Tracing HALUAN’s Post-2005 Pakistan Earthquake Mission; Part 3  – Thumb Nosing Bakrial

Tracing HALUAN’s Post-2005 Pakistan Earthquake Mission; Part 3 – Thumb Nosing Bakrial

BALAKOT, PAKISTAN Mar 27, 2012 — Life would never be the same again for victims of the earthquake in Balakot. Reconstruction of personal abodes and shops became individual efforts while pledges and funds for the rebuilding of homes, schools and public amenities dissipated into thin air although the citizens knew the money did reach the coffers of the administration. Only thing was they couldn’t pinpoint where those foreign aid ended.

Some claimed that if not for the benevolence of foreign NGOs such as from Saudi Arabia, many Balakotans would have frozen to death during winter 2005. Balakot is a town in Mansehra District in the Khyber-Pakhtunkhwa province of Pakistan. The town was destroyed during the 2005 earthquake and later rebuilt with the assistance of the Government of Pakistan and Saudi Public Assistance for Pakistan Earthquake Victims (SPAPEV), a Saudi relief organisation. Ask any Balakotans and they would say the emergency insulated housing provided by this NGO saved many lives in the bitter cold.

The town sits right smack in the fault line of earthquakes hence the Pakistani Government demarcated it as the Red Zone, meaning inhabitable. It has initiated a mass relocation programme to the so-called ‘New Balakot City’ closer south to Mansehra, named Bakrial but with little success.
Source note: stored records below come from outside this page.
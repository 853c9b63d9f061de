use log::warn;
use okvm::{Device, Memory};
use std::{
    io::Write,
    sync::{Arc, Mutex},
};

/// Serial output device
///
/// When triggered, reads one byte from its RAM port, writes it to the sink,
/// and returns it as the device result.
pub struct Serial<W> {
    port: u32,
    sink: W,
}

impl<W: Write> Serial<W> {
    /// Builds a new serial device watching the given RAM address
    pub fn new(port: u32, sink: W) -> Self {
        Self { port, sink }
    }

    /// Returns the RAM address of this device's port
    pub fn port(&self) -> u32 {
        self.port
    }

    /// Consumes the device, returning its sink
    pub fn into_inner(self) -> W {
        self.sink
    }
}

impl<W: Write> Device for Serial<W> {
    fn operate(&mut self, _selector: u8, mem: &mut Memory) -> u8 {
        let c = mem.read(self.port);
        let r = self.sink.write_all(&[c]).and_then(|_| self.sink.flush());
        if let Err(e) = r {
            // The byte is still returned to the program
            warn!("serial write from port {:#06x} failed: {e}", self.port);
        }
        c
    }
}

/// In-memory sink which can be shared between a device and the host
#[derive(Clone, Default)]
pub struct SharedBuffer(Arc<Mutex<Vec<u8>>>);

impl SharedBuffer {
    /// Builds an empty buffer
    pub fn new() -> Self {
        Self::default()
    }

    /// Takes the buffer contents, leaving it empty
    pub fn take(&self) -> Vec<u8> {
        std::mem::take(&mut *self.0.lock().unwrap())
    }

    /// Returns a copy of the buffer contents
    pub fn contents(&self) -> Vec<u8> {
        self.0.lock().unwrap().clone()
    }
}

impl Write for SharedBuffer {
    fn write(&mut self, buf: &[u8]) -> std::io::Result<usize> {
        self.0.lock().unwrap().extend_from_slice(buf);
        Ok(buf.len())
    }

    fn flush(&mut self) -> std::io::Result<()> {
        Ok(())
    }
}

#[cfg(test)]
mod test {
    use super::*;
    use okvm::Width;

    /// Sink which always fails
    struct Broken;
    impl Write for Broken {
        fn write(&mut self, _buf: &[u8]) -> std::io::Result<usize> {
            Err(std::io::Error::other("broken pipe"))
        }
        fn flush(&mut self) -> std::io::Result<()> {
            Ok(())
        }
    }

    #[test]
    fn reads_port() {
        let buf = SharedBuffer::new();
        let mut dev = Serial::new(0x20, buf.clone());
        let mut mem = Memory::new(Width::W1, &[]).unwrap();
        mem.write(0x20, b'k');
        assert_eq!(dev.operate(0xc0, &mut mem), b'k');
        mem.write(0x20, b'!');
        assert_eq!(dev.operate(0xc0, &mut mem), b'!');
        assert_eq!(buf.take(), b"k!");
        assert!(buf.contents().is_empty());
    }

    #[test]
    fn owned_sink() {
        let mut dev = Serial::new(0x1234, Vec::new());
        assert_eq!(dev.port(), 0x1234);
        let mut mem = Memory::new(Width::W2, &[]).unwrap();
        for &c in b"ok" {
            mem.write(dev.port(), c);
            dev.operate(0xc0, &mut mem);
        }
        assert_eq!(dev.into_inner(), b"ok");
    }

    #[test]
    fn write_failure_still_returns() {
        let mut dev = Serial::new(0x20, Broken);
        let mut mem = Memory::new(Width::W1, &[]).unwrap();
        mem.write(0x20, 0x41);
        assert_eq!(dev.operate(0xc0, &mut mem), 0x41);
    }
}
“We used to live in proper houses with ample room for our children. But now people like me are living in 10 by 12 feet “prisons” we have to call home. With two little rooms and a kitchenette, we can hardly breathe. These prefabricated units are so small that they are not conducive to raise a family in. The people of Balakot have had to endure this for the last five years. We don’t mind moving to Bakrial if conditions are better than this,” said Muhamed Shaukat, 51, who has three children, two of whom are spastics.

Bakrial is a new township which the government plans to relocate the Balakotans to. Thriving Balakot since declared a red zone would no longer enjoy any federal investments so as to coerce its people to move some 20km away to a planned township. This explained the shoddy road works we saw and the unkempt garbage disposal system of this town. The authorities further decreed that no brick and mortar structures are allowed for post-quake Balakot. Only wood and zinc sheds are permitted be they for houses or businesses. A Bakrial you must go, so said the rule. But there’s a catch to this – free land but its again up to the relocated household to build a home entirely at his own expense. The land is non-transferable nor saleable.
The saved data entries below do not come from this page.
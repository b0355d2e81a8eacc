//! Variant value carried in property, signal and method payloads.
//!
//! Payloads are dynamically typed on the wire. [`Value`] is the tagged union
//! used at that boundary; method implementations that expect a specific shape
//! convert through [`Value::to_typed`] or [`arg`] and get a
//! [`LinkError::Decode`] on mismatch.

use crate::error::{LinkError, LinkResult};
use serde::de::DeserializeOwned;
use serde::{Deserialize, Serialize};
use std::collections::BTreeMap;

/// Largest integer magnitude an `f64` represents exactly.
const MAX_SAFE_INTEGER: f64 = 9_007_199_254_740_992.0;

/// A dynamically typed payload value.
#[derive(Debug, Clone, PartialEq, Default, Serialize, Deserialize)]
#[serde(from = "serde_json::Value", into = "serde_json::Value")]
pub enum Value {
    /// Absent value.
    #[default]
    Null,
    /// Boolean.
    Bool(bool),
    /// Any JSON number.
    Number(f64),
    /// UTF-8 string.
    String(String),
    /// Ordered list.
    List(Vec<Value>),
    /// String-keyed map.
    Map(BTreeMap<String, Value>),
}

impl Value {
    /// Returns true for [`Value::Null`].
    pub fn is_null(&self) -> bool {
        matches!(self, Value::Null)
    }

    pub fn as_bool(&self) -> Option<bool> {
        match self {
            Value::Bool(b) => Some(*b),
            _ => None,
        }
    }

    pub fn as_f64(&self) -> Option<f64> {
        match self {
            Value::Number(n) => Some(*n),
            _ => None,
        }
    }

    /// The number as an integer, if it has no fractional part.
    pub fn as_i64(&self) -> Option<i64> {
        match self {
            Value::Number(n) if n.fract() == 0.0 && n.abs() <= MAX_SAFE_INTEGER => Some(*n as i64),
            _ => None,
        }
    }

    pub fn as_str(&self) -> Option<&str> {
        match self {
            Value::String(s) => Some(s),
            _ => None,
        }
    }

    pub fn as_list(&self) -> Option<&[Value]> {
        match self {
            Value::List(items) => Some(items),
            _ => None,
        }
    }

    pub fn as_map(&self) -> Option<&BTreeMap<String, Value>> {
        match self {
            Value::Map(map) => Some(map),
            _ => None,
        }
    }

    /// Convert into a concrete type.
    pub fn to_typed<T: DeserializeOwned>(&self) -> LinkResult<T> {
        let json = serde_json::Value::from(self.clone());
        serde_json::from_value(json).map_err(|e| LinkError::Decode(e.to_string()))
    }

    /// Build a value from any serializable type.
    pub fn from_typed<T: Serialize + ?Sized>(value: &T) -> LinkResult<Self> {
        let json = serde_json::to_value(value).map_err(|e| LinkError::Decode(e.to_string()))?;
        Ok(Value::from(json))
    }
}

/// Read the positional argument at `index` as `T`.
pub fn arg<T: DeserializeOwned>(args: &[Value], index: usize) -> LinkResult<T> {
    let value = args
        .get(index)
        .ok_or_else(|| LinkError::Decode(format!("missing argument at index {index}")))?;
    value
        .to_typed()
        .map_err(|e| LinkError::Decode(format!("argument {index}: {e}")))
}

impl From<serde_json::Value> for Value {
    fn from(json: serde_json::Value) -> Self {
        match json {
            serde_json::Value::Null => Value::Null,
            serde_json::Value::Bool(b) => Value::Bool(b),
            serde_json::Value::Number(n) => n.as_f64().map(Value::Number).unwrap_or(Value::Null),
            serde_json::Value::String(s) => Value::String(s),
            serde_json::Value::Array(items) => {
                Value::List(items.into_iter().map(Value::from).collect())
            }
            serde_json::Value::Object(map) => {
                Value::Map(map.into_iter().map(|(k, v)| (k, Value::from(v))).collect())
            }
        }
    }
}

impl From<Value> for serde_json::Value {
    fn from(value: Value) -> Self {
        match value {
            Value::Null => serde_json::Value::Null,
            Value::Bool(b) => serde_json::Value::Bool(b),
            Value::Number(n) => {
                // Integral numbers go out as JSON integers so peers see `3`, not `3.0`.
                if n.fract() == 0.0 && n.abs() <= MAX_SAFE_INTEGER {
                    serde_json::Value::Number((n as i64).into())
                } else {
                    serde_json::Number::from_f64(n)
                        .map(serde_json::Value::Number)
                        .unwrap_or(serde_json::Value::Null)
                }
            }
            Value::String(s) => serde_json::Value::String(s),
            Value::List(items) => {
                serde_json::Value::Array(items.into_iter().map(serde_json::Value::from).collect())
            }
            Value::Map(map) => serde_json::Value::Object(
                map.into_iter()
                    .map(|(k, v)| (k, serde_json::Value::from(v)))
                    .collect(),
            ),
        }
    }
}

impl From<bool> for Value {
    fn from(b: bool) -> Self {
        Value::Bool(b)
    }
}

macro_rules! impl_from_number {
    ($($t:ty),*) => {
        $(
            impl From<$t> for Value {
                fn from(n: $t) -> Self {
                    Value::Number(n as f64)
                }
            }
        )*
    };
}

impl_from_number!(i8, i16, i32, i64, u8, u16, u32, u64, usize, f32, f64);

impl From<&str> for Value {
    fn from(s: &str) -> Self {
        Value::String(s.to_string())
    }
}

impl From<String> for Value {
    fn from(s: String) -> Self {
        Value::String(s)
    }
}

impl From<Vec<Value>> for Value {
    fn from(items: Vec<Value>) -> Self {
        Value::List(items)
    }
}

impl From<BTreeMap<String, Value>> for Value {
    fn from(map: BTreeMap<String, Value>) -> Self {
        Value::Map(map)
    }
}

impl<T: Into<Value>> From<Option<T>> for Value {
    fn from(opt: Option<T>) -> Self {
        opt.map(Into::into).unwrap_or(Value::Null)
    }
}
“Where do folks like us find money to built new houses over there? As it is, eking a living in Balakot is tough enough, especially those with many kids. It took us so many years of self-effort after the earthquake, with little or no assistance from the government, to begin living really modestly like now,” said another resident Muhammad Arif.

His home was rudimentary with unfinished walls and a staircase sans barricades, crude flooring and a sad looking façade resembling an abandoned building. Sad too was his face when this Balakotan described to us the Catch 22 situation they were in. He said he would not budge until some assurance of financial support for basic housing in Bakrial is provided.
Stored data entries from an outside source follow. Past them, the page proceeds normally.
impl Object {
    /// Create an unsubscribed object bound to `transport`.
    pub fn new(id: impl Into<String>, transport: Arc<dyn Transport>, config: &LinkConfig) -> Self {
        let id = id.into();
        info!(object_id = %id, "New object");
        Self {
            inner: Arc::new(ObjectInner {
                id,
                transport,
                request_timeout: config.request_timeout(),
                reply_errors: config.reply_errors,
                state: RwLock::new(ObjectState {
                    methods: HashMap::new(),
                    properties: HashMap::new(),
                    property_listeners: Emitter::new(),
                    signal_listeners: Emitter::new(),
                    subscription: None,
                }),
            }),
        }
    }

    /// The object's identity, also its transport topic.
    pub fn id(&self) -> &str {
        &self.inner.id
    }

    /// True if both handles refer to the same instance.
    pub fn ptr_eq(&self, other: &Object) -> bool {
        Arc::ptr_eq(&self.inner, &other.inner)
    }

    fn read(&self) -> RwLockReadGuard<'_, ObjectState> {
        self.inner.state.read().unwrap_or_else(|e| e.into_inner())
    }

    fn write(&self) -> RwLockWriteGuard<'_, ObjectState> {
        self.inner.state.write().unwrap_or_else(|e| e.into_inner())
    }

    // ------------------------------------------------------------------
    // Subscription
    // ------------------------------------------------------------------

    /// Start receiving events on the object's topic. No-op if already subscribed.
    pub fn subscribe(&self) {
        if self.is_subscribed() {
            info!(object_id = %self.inner.id, "Already subscribed");
            return;
        }

        let weak = Arc::downgrade(&self.inner);
        let handler: MessageHandler = Arc::new(move |message: Message| {
            if let Some(inner) = weak.upgrade() {
                Object { inner }.handle_message(message);
            }
        });

        let subscription = match self.inner.transport.subscribe(&self.inner.id, handler) {
            Ok(subscription) => subscription,
            Err(e) => {
                error!(object_id = %self.inner.id, error = %e, "Failed to subscribe");
                return;
            }
        };

        let mut state = self.write();
        if state.subscription.is_some() {
            // Lost a race with a concurrent subscribe.
            drop(state);
            subscription.unsubscribe();
            return;
        }
        state.subscription = Some(subscription);
        info!(object_id = %self.inner.id, "Subscribed");
    }

    /// Stop receiving events. No-op if not subscribed.
    pub fn unsubscribe(&self) {
        let subscription = self.write().subscription.take();
        if let Some(subscription) = subscription {
            subscription.unsubscribe();
            info!(object_id = %self.inner.id, "Unsubscribed");
        }
    }

    pub fn is_subscribed(&self) -> bool {
        self.read().subscription.is_some()
    }

    // ------------------------------------------------------------------
    // Methods
    // ------------------------------------------------------------------

    /// Register the implementation for `member`, replacing any previous one.
    pub fn register_method<F>(&self, member: &str, method: F)
    where
        F: Fn(&[Value]) -> Result<Value, MethodError> + Send + Sync + 'static,
    {
        self.write().methods.insert(member.to_string(), Arc::new(method));
        debug!(object_id = %self.inner.id, member, "Registered method");
    }

    /// Names of the registered methods, sorted.
    pub fn method_names(&self) -> Vec<String> {
        let mut names: Vec<String> = self.read().methods.keys().cloned().collect();
        names.sort();
        names
    }

    /// Invoke `member` on whichever process serves this object and wait for
    /// the result.
    ///
    /// Fails with [`LinkError::Timeout`] if nothing replies within the
    /// configured request window. A missing or failing remote method also
    /// surfaces as a timeout unless the serving side runs with
    /// `reply_errors`, in which case it fails fast with
    /// [`LinkError::MethodNotFound`] or [`LinkError::MethodFailed`].
    pub async fn request_method(&self, member: &str, args: Vec<Value>) -> LinkResult<Value> {
        let id = &self.inner.id;
        let request = encode_event(&Event::invoke(id.as_str(), member, args))?;
        debug!(object_id = %id, member, "Requesting method");

        let reply = self
            .inner
            .transport
            .request(id, request, self.inner.request_timeout)
            .await
            .map_err(|e| match e {
                LinkError::Timeout { timeout, .. } => LinkError::Timeout {
                    object_id: id.clone(),
                    member: member.to_string(),
                    timeout,
                },
                other => other,
            })?;

        // Any non-error envelope carries the result. Some peers answer by
        // sending the `inv` event back with the result as its payload.
        let reply = parse_envelope(&reply)?;
        match reply.kind {
            EventKind::Error => {
                let failure = reply.error_reply()?;
                Err(match failure.code {
                    ErrorCode::NotFound => LinkError::MethodNotFound {
                        object_id: id.clone(),
                        member: member.to_string(),
                    },
                    ErrorCode::Failed => LinkError::MethodFailed {
                        member: member.to_string(),
                        reason: failure.message,
                    },
                })
            }
            _ => reply.value(),
        }
    }

    // ------------------------------------------------------------------
    // Signals
    // ------------------------------------------------------------------

    /// Register a local signal listener.
    pub fn on_signal<F>(&self, member: &str, callback: F) -> Listener
    where
        F: Fn(&Event) + Send + Sync + 'static,
    {
        let id = self.write().signal_listeners.on(member, callback);
        self.listener(ListenerKind::Signal, member, id)
    }

    /// Remove a signal listener by id. Returns false if it was not registered.
    pub fn off_signal(&self, member: &str, id: HandlerId) -> bool {
        self.write().signal_listeners.off(member, id)
    }

    /// Send a signal to remote subscribers. Local listeners are not called.
    pub fn publish_signal(&self, member: &str, args: Vec<Value>) {
        self.publish_event(&Event::signal(self.inner.id.as_str(), member, args));
    }

    /// Call local signal listeners. Nothing goes on the wire.
    pub fn emit_signal(&self, member: &str, args: Vec<Value>) {
        let handlers = self.read().signal_listeners.handlers(member);
        fire(&handlers, &Event::signal(self.inner.id.as_str(), member, args));
    }

    // ------------------------------------------------------------------
    // Properties
    // ------------------------------------------------------------------

    /// Register a local property-change listener.
    pub fn on_property<F>(&self, member: &str, callback: F) -> Listener
    where
        F: Fn(&Event) + Send + Sync + 'static,
    {
        let id = self.write().property_listeners.on(member, callback);
        self.listener(ListenerKind::Property, member, id)
    }

    /// Remove a property listener by id. Returns false if it was not registered.
    pub fn off_property(&self, member: &str, id: HandlerId) -> bool {
        self.write().property_listeners.off(member, id)
    }

    /// Send a property value to remote subscribers. The local cache and
    /// listeners are untouched.
    pub fn publish_property(&self, member: &str, value: Value) {
        self.publish_event(&Event::property(self.inner.id.as_str(), member, value));
    }

    /// Call local property listeners with `value`. The cache is untouched.
    pub fn emit_property(&self, member: &str, value: Value) {
        let handlers = self.read().property_listeners.handlers(member);
        fire(&handlers, &Event::property(self.inner.id.as_str(), member, value));
    }

    /// Store `value` and notify local listeners, unless it equals the cached
    /// value, in which case nothing happens.
    ///
    /// Listeners run after the lock is released so they may call back into
    /// this object. Concurrent writers to the same member are therefore only
    /// ordered in the cache: their notifications can arrive in either order,
    /// and [`property`](Self::property) is the authority on the current value.
    pub fn set_property(&self, member: &str, value: Value) {
        let handlers = {
            let mut state = self.write();
            if state.properties.get(member) == Some(&value) {
                return;
            }
            state.properties.insert(member.to_string(), value.clone());
            state.property_listeners.handlers(member)
        };
        debug!(object_id = %self.inner.id, member, "Property changed");
        fire(&handlers, &Event::property(self.inner.id.as_str(), member, value));
    }

    /// [`set_property`](Self::set_property) followed by
    /// [`publish_property`](Self::publish_property).
    pub fn push_property(&self, member: &str, value: Value) {
        self.set_property(member, value.clone());
        self.publish_property(member, value);
    }

    /// Last known value of `member`.
    pub fn property(&self, member: &str) -> Option<Value> {
        self.read().properties.get(member).cloned()
    }

    /// Snapshot of every cached property.
    pub fn properties(&self) -> HashMap<String, Value> {
        self.read().properties.clone()
    }

    // ------------------------------------------------------------------
    // Internal
    // ------------------------------------------------------------------

    fn listener(&self, kind: ListenerKind, member: &str, id: HandlerId) -> Listener {
        Listener {
            object: Arc::downgrade(&self.inner),
            kind,
            member: member.to_string(),
            id,
        }
    }

    fn publish_event(&self, event: &Event) {
        let bytes = match encode_event(event) {
            Ok(bytes) => bytes,
            Err(e) => {
                error!(object_id = %self.inner.id, member = %event.member, error = %e, "Failed to encode event");
                return;
            }
        };
        if let Err(e) = self.inner.transport.publish(&self.inner.id, bytes) {
            error!(
                object_id = %self.inner.id,
                member = %event.member,
                kind = %event.kind,
                error = %e,
                "Failed to publish event"
            );
        }
    }

    /// Inbound dispatch for messages on the object's topic.
    fn handle_message(&self, message: Message) {
        let event = match decode_event(&message.payload) {
            Ok(event) => event,
            Err(e) => {
                warn!(object_id = %self.inner.id, topic = %message.topic, error = %e, "Dropping malformed event");
                return;
            }
        };
        debug!(object_id = %self.inner.id, member = %event.member, kind = %event.kind, "Received event");

        match event.kind {
            EventKind::Property => match event.value() {
                Ok(value) => self.set_property(&event.member, value),
                Err(e) => warn!(object_id = %self.inner.id, error = %e, "Dropping property event"),
            },
            EventKind::Signal => match event.args() {
                Ok(args) => self.emit_signal(&event.member, args),
                Err(e) => warn!(object_id = %self.inner.id, error = %e, "Dropping signal event"),
            },
            EventKind::Invoke => self.handle_invoke(&event, &message),
            EventKind::Reply | EventKind::Error => {
                debug!(object_id = %self.inner.id, member = %event.member, "Ignoring reply outside a pending request");
            }
        }
    }

    fn handle_invoke(&self, event: &Event, message: &Message) {
        let id = self.inner.id.as_str();
        let member = event.member.as_str();
        if message.reply.is_none() {
            warn!(object_id = %id, member, "Invoke without a reply channel");
            return;
        }

        let (method, serves_methods) = {
            let state = self.read();
            (state.methods.get(member).cloned(), !state.methods.is_empty())
        };

        let reply = match method {
            None => {
                debug!(object_id = %id, member, "No such method");
                // An object with no methods at all is only observing the topic;
                // answering would race the process that actually serves it.
                if !self.inner.reply_errors || !serves_methods {
                    return;
                }
                Event::error(
                    id,
                    member,
                    &ErrorReply {
                        code: ErrorCode::NotFound,
                        message: format!("no method '{member}' on '{id}'"),
                    },
                )
            }
            Some(method) => {
                let args = match event.args() {
                    Ok(args) => args,
                    Err(e) => {
                        warn!(object_id = %id, member, error = %e, "Dropping invoke");
                        return;
                    }
                };
                match method(&args) {
                    Ok(result) => Event::reply(id, member, result),
                    Err(e) => {
                        warn!(object_id = %id, member, error = %e, "Method failed");
                        if !self.inner.reply_errors {
                            return;
                        }
                        Event::error(
                            id,
                            member,
                            &ErrorReply {
                                code: ErrorCode::Failed,
                                message: e.0,
                            },
                        )
                    }
                }
            }
        };

        let bytes = match encode_event(&reply) {
            Ok(bytes) => bytes,
            Err(e) => {
                error!(object_id = %id, member, error = %e, "Failed to encode method reply");
                return;
            }
        };
        if let Err(e) = message.respond(bytes) {
            warn!(object_id = %id, member, error = %e, "Failed to send method reply");
        }
    }
}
The HALUAN expedition team comprising Dr Suraiya Ibrahim, Dr Adnan Khan as guide and this reporter later made a late evening attempt to see what Bakrial was like. The muezzin of a nearby masjid was calling the maghrib prayer as soon as we arrived there. We drove over to an area that seemed like a “no man’s land” and was surprised to see the expanse of the area.

The access road leading into Bakrial was a wide dual carriageway albeit unmetalled, possibly the widest ever in these outbacks. It went on for many kilometres but there was nothing there but empty land. No one had moved in. About the only structure that was up but not quite was a masjid funded by Libya. The construction stopped as soon as the late Gadaffi died. So sad.

We do not know if Bakrial was an original Pakistani terminology or coined from prefixes of Balakot and the Saudi currency, the Riyal. Some say it is derived from the word “bakri” which means goats. Bakrial could refer to the grazing grounds for goats. Whatever said, the proposed new township looks promising if it were to be planned by trained, honest town planners because like all major towns of outback Pakistan, the roads were all too narrow and an amazing maze of live arteries and veins only the locals know how to pump life through. You’d be amazed how cars and small vans, if likened to corpuscles, could squeeze through such narrow roads and alleys without so much of a graze and how on earth could anyone construct a shop or house perched smack on top of a cliff that falls 90 degrees down at the back door for some 100 metres below. You would not want to be inside one if another quake comes around.

Shaukat’s natural smile faded when he recalled that fateful day. He runs Hotel Serenity at town centre and was asleep on the ground floor when the quake came.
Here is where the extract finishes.